2026-01-14 20:00 GMT · 5 months ago aimagpro.com

arXiv:2501.13633v4 Announce Type: replace-cross
Abstract: Algebraic data types (ADTs) let a representation specify at the type level what molecular values are valid and what transformations are meaningful. We propose a molecular representation as a family of typed ADTs that separates (i) constitution (Dietz style bonding systems), (ii) 3D coordinates and stereochemistry, and (iii) electronic structure annotations. This separation makes invariants explicit, supports deterministic local edits, and provides hooks for symmetry aware and Bayesian modeling. These data structures allow us to consider how the representation constrains operations which may be performed over them. Types make invalid manipulations unrepresentable and make it easier to define meaningful priors/likelihoods over generative models (programs with sample and score operations).

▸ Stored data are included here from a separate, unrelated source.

use sqlx::{sqlite::SqliteRow, Row, SqlitePool};
use harmony_core::{error::Result, types::*};

/// Most albums returned by [`get_featured`]
pub const FEATURED_LIMIT: i64 = 4;

fn map_album(row: &SqliteRow) -> Album {
    Album {
        title: row.get("title"),
        artist: row.get("artist"),
        song_count: row.get("song_count"),
    }
}

/// All albums, derived from the songs that name one
pub async fn get_all(pool: &SqlitePool) -> Result<Vec<Album>> {
    let rows = sqlx::query(
        "SELECT album AS title, artist, COUNT(*) AS song_count
         FROM songs
         WHERE album IS NOT NULL
         GROUP BY album, artist
         ORDER BY album, artist",
    )
    .fetch_all(pool)
    .await?;

    Ok(rows.iter().map(map_album).collect())
}

/// Random sample of albums for the home screen
pub async fn get_featured(pool: &SqlitePool) -> Result<Vec<Album>> {
    let rows = sqlx::query(
        "SELECT album AS title, artist, COUNT(*) AS song_count
         FROM songs
         WHERE album IS NOT NULL
         GROUP BY album, artist
         ORDER BY RANDOM()
         LIMIT ?",
    )
    .bind(FEATURED_LIMIT)
    .fetch_all(pool)
    .await?;

    Ok(rows.iter().map(map_album).collect())
}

Unlike string based formats, the ADT exposes chemical structure directly; validity conditions (e.g., valence and symmetry constraints) can be enforced by construction and checked deterministically during transformations. We optionally attach electronic structure annotations (shell/subshell/orbital metadata) to atoms when such information is available; we do not attempt to compute orbitals in this work. We sketch Bayesian probabilistic programming via an integration with LazyPPL, a lazy probabilistic programming library; molecules can be made instances of a group under rotation to support geometric learning settings where molecular properties are invariant under rigid motions and relabellings; and the framework’s flexibility is demonstrated through an extension to represent chemical reactions. We provide a Haskell library implementing the representation, released under an OSI approved open source license and archived with a DOI.